$\newcommand{\lt}{<} \newcommand{\gt}{>} \newcommand{\amp}{&}$

## Section7.3Gist of Composition and Inverses of Functions

### Subsection7.3.1Composition

The composition of functions is all about using the output of one function as the input for another.

The notation we will use for composing two functions is

\begin{equation*} f(g(x)) \end{equation*}

which we read as "$f$ of $g$ of $x$".

Working from the inside-out, this means that the function $g$ is used first to get an output, and then that output is used as the input for the function $f\text{.}$

###### Exercise7.3.1
WeBWorK Exercise

If we use function composition with a numerical input, we will get a numerical output. However, if we just use $x$ as the input and compose functions, the result will be an expression involving $x\text{,}$ which is a brand new function representing the composition. This new function is called a composite function.

###### Note7.3.2

Often, the composite function $f(g(x))$ is written as

\begin{equation*} (f \circ g)(x) \end{equation*}

to indicate that $(f \circ g)$ is a new function.

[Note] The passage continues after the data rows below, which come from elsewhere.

mod common;

use std::sync::Arc;
use std::time::Duration;

use quant_bot_common::AppError;
use quant_bot_core::config::{ExecutorConfig, PoolConfig};
use quant_bot_core::database::{classify_sqlstate, ConnectionPool, QueryExecutor, SqlValue};
use serde_json::json;

use common::{executor_config, pool_config, FakeConnector, FakeStore};

async fn executor_with(pool: PoolConfig, executor: ExecutorConfig) -> (QueryExecutor, Arc<FakeStore>) {
    let (connector, store) = FakeConnector::new();
    let pool = ConnectionPool::new(connector, pool);
    pool.initialize().await.unwrap();
    (QueryExecutor::new(pool, executor), store)
}

async fn executor() -> (QueryExecutor, Arc<FakeStore>) {
    executor_with(
        PoolConfig {
            failure_threshold: 10,
            ..pool_config()
        },
        executor_config(),
    )
    .await
}

#[tokio::test(start_paused = true)]
async fn test_retry_recovers_from_transient_failure() {
    let (executor, store) = executor().await;
    store.fail_next([AppError::StoreUnavailable("connection reset".into())]);

    let rows = executor
        .query_with_retry("SELECT $1", &[SqlValue::from(42i64)], 3)
        .await
        .unwrap();

    assert_eq!(rows[0].get("echo"), Some(&json!(42)));
    assert_eq!(store.queries(), 2);
}

#[tokio::test(start_paused = true)]
async fn test_retry_uses_linear_backoff() {
    let (executor, store) = executor().await;
    store.fail_next([
        AppError::QueryTimeout(Duration::from_secs(10)),
        AppError::QueryTimeout(Duration::from_secs(10)),
    ]);

    let started = tokio::time::Instant::now();
    executor.query_with_retry("SELECT 1", &[], 3).await.unwrap();

    // 200ms + 400ms
    let elapsed = started.elapsed();
    assert!(elapsed >= Duration::from_millis(600));
    assert!(elapsed < Duration::from_millis(700));
    assert_eq!(store.queries(), 3);
}

#[tokio::test(start_paused = true)]
async fn test_constraint_violation_is_not_retried() {
    let (executor, store) = executor().await;
    store.fail_next([AppError::ConstraintViolation(
        "[23505] duplicate key value violates unique constraint".into(),
    )]);

    let result = executor.query_with_retry("INSERT INTO users", &[], 3).await;

    assert!(matches!(result, Err(AppError::ConstraintViolation(_))));
    assert_eq!(store.queries(), 1);
    assert_eq!(executor.pool().state().consecutive_failures, 0);
}

#[tokio::test(start_paused = true)]
async fn test_retry_budget_exhausted() {
    let (executor, store) = executor().await;
    store.fail_next((0..4).map(|_| AppError::StoreUnavailable("broken pipe".into())));

    let result = executor.query_with_retry("SELECT 1", &[], 3).await;

    assert!(matches!(result, Err(AppError::StoreUnavailable(_))));
    assert_eq!(store.queries(), 4);
    assert_eq!(executor.pool().state().consecutive_failures, 4);
}

#[tokio::test(start_paused = true)]
async fn test_repeated_connection_errors_mark_pool_unhealthy() {
    let (executor, store) = executor_with(pool_config(), executor_config()).await;
    store.fail_next((0..10).map(|_| AppError::StoreUnavailable("broken pipe".into())));

    let result = executor.query_with_retry("SELECT 1", &[], 3).await;

    assert!(matches!(result, Err(AppError::StoreUnavailable(_))));
    assert!(!executor.pool().is_healthy());
    // 第三次失败后连接池被标记为不健康，后续重试在借连接时就失败
    assert_eq!(store.queries(), 3);
}

#[tokio::test(start_paused = true)]
async fn test_slow_query_result_unchanged() {
    let (executor, store) = executor().await;
    store.set_query_delay(Duration::from_millis(1500));

    let rows = executor
        .query("SELECT $1", &[SqlValue::from("slow")])
        .await
        .unwrap();

    assert_eq!(rows.len(), 1);
    assert_eq!(rows[0].get("echo"), Some(&json!("slow")));
}

#[tokio::test(start_paused = true)]
async fn test_query_timeout_drops_connection() {
    let (executor, store) = executor().await;
    assert_eq!(executor.pool().state().idle, 1);
    store.set_query_delay(Duration::from_secs(20));

    let result = executor.query("SELECT pg_sleep(20)", &[]).await;

    assert!(matches!(result, Err(AppError::QueryTimeout(_))));
    let state = executor.pool().state();
    assert_eq!(state.idle, 0);
    assert_eq!(state.active, 0);

    store.set_query_delay(Duration::ZERO);
    executor.query("SELECT 1", &[]).await.unwrap();
    assert_eq!(store.connects(), 2);
}

#[tokio::test(start_paused = true)]
async fn test_query_one_not_found() {
    let (executor, _store) = executor().await;

    let result = executor.query_one("SELECT EMPTY", &[]).await;
    assert!(matches!(result, Err(AppError::NotFound(_))));

    let row = executor.query_opt("SELECT EMPTY", &[]).await.unwrap();
    assert!(row.is_none());
}

#[tokio::test(start_paused = true)]
async fn test_insert_not_retried_after_reaching_store() {
    let (executor, store) = executor().await;
    store.fail_next([AppError::StoreUnavailable("connection reset".into())]);

    let result = executor.query_write_once("INSERT INTO users", &[]).await;

    assert!(matches!(result, Err(AppError::StoreUnavailable(_))));
    assert_eq!(store.queries(), 1);
}

#[tokio::test(start_paused = true)]
async fn test_insert_retried_on_pool_timeout() {
    let (executor, store) = executor().await;
    let held = executor.pool().acquire().await.unwrap();
    let held2 = executor.pool().acquire().await.unwrap();

    let release = async move {
        tokio::time::sleep(Duration::from_millis(150)).await;
        drop(held);
        drop(held2);
    };
    let (result, ()) = tokio::join!(executor.query_write_once("INSERT INTO users", &[]), release);

    assert!(result.is_ok());
    assert_eq!(store.queries(), 1);
}

#[tokio::test(start_paused = true)]
async fn test_deadlocks_retried_without_marking_pool_unhealthy() {
    let (executor, store) = executor_with(pool_config(), executor_config()).await;
    store.fail_next((0..3).map(|_| classify_sqlstate("40P01", "deadlock detected")));

    let rows = executor
        .query_with_retry("UPDATE positions SET amount = $1", &[SqlValue::from(1i64)], 3)
        .await
        .unwrap();

    assert_eq!(rows.len(), 1);
    assert_eq!(store.queries(), 4);
    let state = executor.pool().state();
    assert!(state.healthy);
    assert_eq!(state.consecutive_failures, 0);
    // 冲突不会让连接被丢弃
    assert_eq!(store.connects(), 1);
    executor.query("SELECT 1", &[]).await.unwrap();
}

#[tokio::test(start_paused = true)]
async fn test_write_not_retried_after_query_timeout() {
    let (executor, store) = executor().await;
    store.set_query_delay(Duration::from_secs(20));

    let result = executor
        .query_write_once("DELETE FROM users WHERE user_key = $1", &[SqlValue::from(42i64)])
        .await;

    assert!(matches!(result, Err(AppError::QueryTimeout(_))));
    assert_eq!(store.queries(), 1);
}
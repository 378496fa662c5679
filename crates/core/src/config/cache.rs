use std::fmt;
use std::time::Duration;

use super::environment::{env_is_true, env_millis, env_opt, env_or_default, env_secs};

/// 缓存配置
///
/// Redis 不可用时不会阻塞启动，适配器直接进入降级模式
#[derive(Clone)]
pub struct CacheConfig {
    pub enabled: bool,
    pub redis_url: String,
    pub redis_password: Option<String>,
    /// 单次缓存操作的超时，超时按失败处理
    pub op_timeout: Duration,
    pub ttl: TtlConfig,
}

impl Default for CacheConfig {
    fn default() -> Self {
        Self {
            enabled: true,
            redis_url: "redis://127.0.0.1:6379/".to_string(),
            redis_password: None,
            op_timeout: Duration::from_millis(500),
            ttl: TtlConfig::default(),
        }
    }
}

impl CacheConfig {
    pub fn from_env() -> Self {
        Self {
            enabled: env_is_true("CACHE_ENABLED", true),
            redis_url: env_or_default("REDIS_HOST", "redis://127.0.0.1:6379/"),
            redis_password: env_opt("REDIS_PASSWORD"),
            op_timeout: env_millis("CACHE_OP_TIMEOUT_MS", 500),
            ttl: TtlConfig::from_env(),
        }
    }
}

impl fmt::Debug for CacheConfig {
    fn fmt(&self, f: &mut fmt::Formatter<'_>) -> fmt::Result {
        f.debug_struct("CacheConfig")
            .field("enabled", &self.enabled)
            .field("redis_url", &self.redis_url)
            .field("redis_password", &self.redis_password.as_ref().map(|_| "***"))
            .field("op_timeout", &self.op_timeout)
            .field("ttl", &self.ttl)
            .finish()
    }
}

/// 动态命名空间的默认 TTL
///
/// 交易记录变化快，TTL 最短；持仓聚合变化慢一些
#[derive(Debug, Clone, Copy, PartialEq, Eq)]
pub struct TtlConfig {
    pub portfolio: Duration,
    pub transactions: Duration,
    pub state: Duration,
}

impl Default for TtlConfig {
    fn default() -> Self {
        Self {
            portfolio: Duration::from_secs(120),
            transactions: Duration::from_secs(30),
            state: Duration::from_secs(600),
        }
    }
}

impl TtlConfig {
    pub fn from_env() -> Self {
        Self {
            portfolio: env_secs("CACHE_TTL_PORTFOLIO_SECS", 120),
            transactions: env_secs("CACHE_TTL_TRANSACTIONS_SECS", 30),
            state: env_secs("CACHE_TTL_STATE_SECS", 600),
        }
    }
}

Similarly, the composite functions $g(f(x))$ and $f(f(x))$ would be written as $(g \circ f)(x)$ and $(f \circ f)(x)\text{.}$

###### Exercise7.3.3
WeBWorK Exercise

Notice something important about the composite formula you found for $g(f(x))$ in Exercise 7.3.3: Using $x$ as the input, you found that $g(f(x)) = 9x^2 + 27x + 20\text{.}$ Evaluating this new formula at the input $x = 5$ gives:

\begin{align*} 9(5)^2 + 27(5) + 20 \amp= 9\cdot25 + 27\cdot5 + 20\\ \amp= 225 + 135 + 20\\ \amp= 380 \end{align*}

This is exactly the same result you got when you evaluated $g(f(5))$ in Exercise 7.3.1.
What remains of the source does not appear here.